> _WHAT THE TASK ASKS_
Give the count of lines in the records that contain the string "ApiResponse", and write nothing but that number.

> _THE INPUT_
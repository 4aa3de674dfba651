//! WeatherAPI client
//!
//! HTTP client for the WeatherAPI.com current conditions endpoint. A
//! reading counts as raining when measurable precipitation is reported or
//! the condition text mentions rain.

use std::time::Duration;

use application::{ApplicationError, WeatherProvider};
use async_trait::async_trait;
use domain::entities::ProviderReading;
use domain::value_objects::GeoPoint;
use reqwest::Client;
use serde::{Deserialize, Serialize};
use tracing::{debug, instrument};

use crate::error::ProviderError;

/// WeatherAPI client configuration
#[derive(Debug, Clone, Serialize, Deserialize)]
pub struct WeatherApiConfig {
    /// API base URL (default: <https://api.weatherapi.com/v1>)
    #[serde(default = "default_base_url")]
    pub base_url: String,

    /// API key
    pub api_key: String,

    /// Connection timeout in seconds (default: 10)
    #[serde(default = "default_timeout")]
    pub timeout_secs: u64,
}

fn default_base_url() -> String {
    "https://api.weatherapi.com/v1".to_string()
}

const fn default_timeout() -> u64 {
    10
}

impl WeatherApiConfig {
    /// Configuration with defaults for everything but the key
    #[must_use]
    pub fn with_api_key(api_key: impl Into<String>) -> Self {
        Self {
            base_url: default_base_url(),
            api_key: api_key.into(),
            timeout_secs: default_timeout(),
        }
    }
}

/// Raw WeatherAPI current conditions response
#[derive(Debug, Deserialize)]
struct ApiResponse {
    current: CurrentData,
}

#[derive(Debug, Deserialize)]
struct CurrentData {
    temp_c: f64,
    humidity: u8,
    wind_kph: f64,
    precip_mm: f64,
    condition: ConditionData,
}

#[derive(Debug, Deserialize)]
struct ConditionData {
    text: String,
}

/// WeatherAPI HTTP client
#[derive(Debug)]
pub struct WeatherApiClient {
    client: Client,
    config: WeatherApiConfig,
}

impl WeatherApiClient {
    /// Create a new client with the given configuration
    ///
    /// # Errors
    ///
    /// Returns an error if the HTTP client cannot be initialized.
    pub fn new(config: WeatherApiConfig) -> Result<Self, ProviderError> {
        let client = Client::builder()
            .timeout(Duration::from_secs(config.timeout_secs))
            .build()
            .map_err(|e| ProviderError::ConnectionFailed(e.to_string()))?;

        Ok(Self { client, config })
    }

    /// Fetch and normalize the current reading for a coordinate
    async fn fetch_current(&self, point: GeoPoint) -> Result<ProviderReading, ProviderError> {
        let url = format!("{}/current.json", self.config.base_url);
        debug!(%point, "Fetching WeatherAPI current conditions");

        let response = self
            .client
            .get(&url)
            .query(&[
                ("key", self.config.api_key.clone()),
                ("q", format!("{},{}", point.latitude(), point.longitude())),
            ])
            .send()
            .await
            .map_err(|e| ProviderError::from_transport(&e))?;

        if let Some(err) = ProviderError::from_status(response.status()) {
            return Err(err);
        }

        let api: ApiResponse = response
            .json()
            .await
            .map_err(|e| ProviderError::ParseError(e.to_string()))?;

        Ok(Self::normalize(&api))
    }

    fn normalize(api: &ApiResponse) -> ProviderReading {
        let current = &api.current;
        let is_raining =
            current.precip_mm > 0.0 || current.condition.text.to_lowercase().contains("rain");

        ProviderReading {
            is_raining,
            confidence: None,
            description: current.condition.text.clone(),
            temperature: Some(current.temp_c),
            humidity: Some(current.humidity),
            wind_speed: Some(current.wind_kph),
        }
    }
}

#[async_trait]
impl WeatherProvider for WeatherApiClient {
    fn name(&self) -> &'static str {
        "weatherapi"
    }

    #[instrument(skip(self), fields(lat = %point.latitude(), lon = %point.longitude()))]
    async fn current_reading(
        &self,
        point: GeoPoint,
    ) -> Result<ProviderReading, ApplicationError> {
        Ok(self.fetch_current(point).await?)
    }
}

> _SOLUTION TO THE PROBLEM_
3